Provided material:
######

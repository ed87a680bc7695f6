//! Error types for the task scheduler.

/// Database-related errors.
#[derive(Debug, thiserror::Error)]
pub enum DatabaseError {
    /// The store could not be opened. Fatal at startup.
    #[error("Failed to open store: {0}")]
    Open(String),

    /// A single read or write failed. The row keeps its previous state.
    #[error("Query failed: {0}")]
    Query(String),

    #[error("Migration failed: {0}")]
    Migration(String),

    #[error("Task {id} is not in a state that allows transition to {target}")]
    InvalidTransition { id: i64, target: String },

    #[error("Invalid task: {0}")]
    Validation(String),
}

/// Errors raised while starting or reaping a subordinate process.
#[derive(Debug, thiserror::Error)]
pub enum CommandError {
    #[error("Failed to spawn command: {0}")]
    Spawn(std::io::Error),

    #[error("Failed to collect command output: {0}")]
    Io(std::io::Error),
}

/// Why a claimed task ended as `failed`.
///
/// The `Display` text is what gets persisted in the task's `error` column.
#[derive(Debug, Clone, PartialEq, Eq, thiserror::Error)]
pub enum TaskFailure {
    #[error("Canceled before start")]
    Canceled,

    #[error("Exit code {0}")]
    NonZeroExit(i32),

    #[error("Terminated by signal {0}")]
    Signaled(i32),

    #[error("Failed to spawn command")]
    SpawnFailed,

    #[error("Failed to collect command output")]
    OutputLost,
}
mod cli;

use std::path::Path;
use std::sync::Arc;

use anyhow::Context;
use clap::Parser;

use cli::{Cli, Command, RunArgs};
use task_scheduler::{LibSqlBackend, NewTask, SchedulerConfig, SchedulerLoop, StopSignal, TaskStore};

#[tokio::main]
async fn main() {
    tracing_subscriber::fmt()
        .with_env_filter(
            tracing_subscriber::EnvFilter::try_from_default_env()
                .unwrap_or_else(|_| tracing_subscriber::EnvFilter::new("info")),
        )
        .with_target(false)
        .init();

    let result = match Cli::parse().into_command() {
        Command::Run(args) => run(args).await,
        Command::Submit {
            db,
            command,
            priority,
        } => submit(&db, command, priority).await,
        Command::Status { db, id } => status(&db, id).await,
        Command::Cancel { db, id } => cancel(&db, id).await,
        Command::List { db, limit } => list(&db, limit).await,
    };

    if let Err(e) = result {
        eprintln!("Error: {e:#}");
        std::process::exit(1);
    }
}

async fn open_store(db: &Path) -> anyhow::Result<Arc<LibSqlBackend>> {
    let store = LibSqlBackend::new_local(db)
        .await
        .with_context(|| format!("Failed to open database at {}", db.display()))?;
    Ok(Arc::new(store))
}

async fn run(args: RunArgs) -> anyhow::Result<()> {
    let mut config = SchedulerConfig::from_env();
    if let Some(db) = args.db {
        config.db_path = db;
    }
    if let Some(workers) = args.workers {
        config.workers = workers;
    }

    // Store-open failure is fatal before any scheduling begins.
    let store = open_store(&config.db_path).await?;

    let scheduler = SchedulerLoop::new(store, &config);
    tracing::info!(
        workers = scheduler.workers(),
        db = %config.db_path.display(),
        "Starting scheduler"
    );

    let stop = StopSignal::new();
    let on_signal = stop.clone();
    tokio::spawn(async move {
        if let Err(e) = shutdown_signal().await {
            tracing::error!(error = %e, "Failed to listen for shutdown signal");
            return;
        }
        tracing::info!("Shutdown signal received, stopping scheduler");
        on_signal.stop();
    });

    scheduler.run(stop).await;
    Ok(())
}

/// Resolves on Ctrl-C, or on SIGTERM where available.
async fn shutdown_signal() -> std::io::Result<()> {
    #[cfg(unix)]
    {
        use tokio::signal::unix::{SignalKind, signal};

        let mut terminate = signal(SignalKind::terminate())?;
        tokio::select! {
            result = tokio::signal::ctrl_c() => result,
            _ = terminate.recv() => Ok(()),
        }
    }

    #[cfg(not(unix))]
    {
        tokio::signal::ctrl_c().await
    }
}

async fn submit(db: &Path, command: String, priority: i64) -> anyhow::Result<()> {
    let store = open_store(db).await?;
    let task_id = store
        .insert_task(&NewTask::new(command).with_priority(priority))
        .await?;
    println!(
        "{}",
        serde_json::json!({ "task_id": task_id, "status": "pending" })
    );
    Ok(())
}

async fn status(db: &Path, id: i64) -> anyhow::Result<()> {
    let store = open_store(db).await?;
    let task = store
        .get_task(id)
        .await?
        .with_context(|| format!("Task {id} not found"))?;
    println!("{}", serde_json::to_string_pretty(&task)?);
    Ok(())
}

async fn cancel(db: &Path, id: i64) -> anyhow::Result<()> {
    let store = open_store(db).await?;

    if store.request_cancel(id).await? {
        println!(
            "{}",
            serde_json::json!({ "task_id": id, "cancel_requested": true })
        );
        return Ok(());
    }

    // Either unknown, or already past `pending`.
    let task = store
        .get_task(id)
        .await?
        .with_context(|| format!("Task {id} not found"))?;
    println!(
        "{}",
        serde_json::json!({ "task_id": id, "cancel_requested": false, "status": task.status })
    );
    Ok(())
}

async fn list(db: &Path, limit: usize) -> anyhow::Result<()> {
    let store = open_store(db).await?;
    let tasks = store.list_tasks(limit).await?;
    println!("{}", serde_json::to_string_pretty(&tasks)?);
    Ok(())
}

######

Your goal: Every line in the records has to be written out again exactly.

Written answer:
repository ed87a680bc7695f6
//! Error types for the task scheduler.

/// Database-related errors.
#[derive(Debug, thiserror::Error)]
pub enum DatabaseError {
    /// The store could not be opened. Fatal at startup.
    #[error("Failed to open store: {0}")]
    Open(String),

    /// A single read or write failed. The row keeps its previous state.
    #[error("Query failed: {0}")]
    Query(String),

    #[error("Migration failed: {0}")]
    Migration(String),

    #[error("Task {id} is not in a state that allows transition to {target}")]
    InvalidTransition { id: i64, target: String },

    #[error("Invalid task: {0}")]
    Validation(String),
}

/// Errors raised while starting or reaping a subordinate process.
#[derive(Debug, thiserror::Error)]
pub enum CommandError {
    #[error("Failed to spawn command: {0}")]
    Spawn(std::io::Error),

    #[error("Failed to collect command output: {0}")]
    Io(std::io::Error),
}

/// Why a claimed task ended as `failed`.
///
/// The `Display` text is what gets persisted in the task's `error` column.
#[derive(Debug, Clone, PartialEq, Eq, thiserror::Error)]
pub enum TaskFailure {
    #[error("Canceled before start")]
    Canceled,

    #[error("Exit code {0}")]
    NonZeroExit(i32),

    #[error("Terminated by signal {0}")]
    Signaled(i32),

    #[error("Failed to spawn command")]
    SpawnFailed,

    #[error("Failed to collect command output")]
    OutputLost,
}
mod cli;

use std::path::Path;
use std::sync::Arc;

use anyhow::Context;
use clap::Parser;

use cli::{Cli, Command, RunArgs};
use task_scheduler::{LibSqlBackend, NewTask, SchedulerConfig, SchedulerLoop, StopSignal, TaskStore};

#[tokio::main]
async fn main() {
    tracing_subscriber::fmt()
        .with_env_filter(
            tracing_subscriber::EnvFilter::try_from_default_env()
                .unwrap_or_else(|_| tracing_subscriber::EnvFilter::new("info")),
        )
        .with_target(false)
        .init();

    let result = match Cli::parse().into_command() {
        Command::Run(args) => run(args).await,
        Command::Submit {
            db,
            command,
            priority,
        } => submit(&db, command, priority).await,
        Command::Status { db, id } => status(&db, id).await,
        Command::Cancel { db, id } => cancel(&db, id).await,
        Command::List { db, limit } => list(&db, limit).await,
    };

    if let Err(e) = result {
        eprintln!("Error: {e:#}");
        std::process::exit(1);
    }
}

async fn open_store(db: &Path) -> anyhow::Result<Arc<LibSqlBackend>> {
    let store = LibSqlBackend::new_local(db)
        .await
        .with_context(|| format!("Failed to open database at {}", db.display()))?;
    Ok(Arc::new(store))
}

async fn run(args: RunArgs) -> anyhow::Result<()> {
    let mut config = SchedulerConfig::from_env();
    if let Some(db) = args.db {
        config.db_path = db;
    }
    if let Some(workers) = args.workers {
        config.workers = workers;
    }

    // Store-open failure is fatal before any scheduling begins.
    let store = open_store(&config.db_path).await?;

    let scheduler = SchedulerLoop::new(store, &config);
    tracing::info!(
        workers = scheduler.workers(),
        db = %config.db_path.display(),
        "Starting scheduler"
    );

    let stop = StopSignal::new();
    let on_signal = stop.clone();
    tokio::spawn(async move {
        if let Err(e) = shutdown_signal().await {
            tracing::error!(error = %e, "Failed to listen for shutdown signal");
            return;
        }
        tracing::info!("Shutdown signal received, stopping scheduler");
        on_signal.stop();
    });

    scheduler.run(stop).await;
    Ok(())
}

/// Resolves on Ctrl-C, or on SIGTERM where available.
async fn shutdown_signal() -> std::io::Result<()> {
    #[cfg(unix)]
    {
        use tokio::signal::unix::{SignalKind, signal};

        let mut terminate = signal(SignalKind::terminate())?;
        tokio::select! {
            result = tokio::signal::ctrl_c() => result,
            _ = terminate.recv() => Ok(()),
        }
    }

    #[cfg(not(unix))]
    {
        tokio::signal::ctrl_c().await
    }
}

async fn submit(db: &Path, command: String, priority: i64) -> anyhow::Result<()> {
    let store = open_store(db).await?;
    let task_id = store
        .insert_task(&NewTask::new(command).with_priority(priority))
        .await?;
    println!(
        "{}",
        serde_json::json!({ "task_id": task_id, "status": "pending" })
    );
    Ok(())
}

async fn status(db: &Path, id: i64) -> anyhow::Result<()> {
    let store = open_store(db).await?;
    let task = store
        .get_task(id)
        .await?
        .with_context(|| format!("Task {id} not found"))?;
    println!("{}", serde_json::to_string_pretty(&task)?);
    Ok(())
}

async fn cancel(db: &Path, id: i64) -> anyhow::Result<()> {
    let store = open_store(db).await?;

    if store.request_cancel(id).await? {
        println!(
            "{}",
            serde_json::json!({ "task_id": id, "cancel_requested": true })
        );
        return Ok(());
    }

    // Either unknown, or already past `pending`.
    let task = store
        .get_task(id)
        .await?
        .with_context(|| format!("Task {id} not found"))?;
    println!(
        "{}",
        serde_json::json!({ "task_id": id, "cancel_requested": false, "status": task.status })
    );
    Ok(())
}

async fn list(db: &Path, limit: usize) -> anyhow::Result<()> {
    let store = open_store(db).await?;
    let tasks = store.list_tasks(limit).await?;
    println!("{}", serde_json::to_string_pretty(&tasks)?);
    Ok(())
}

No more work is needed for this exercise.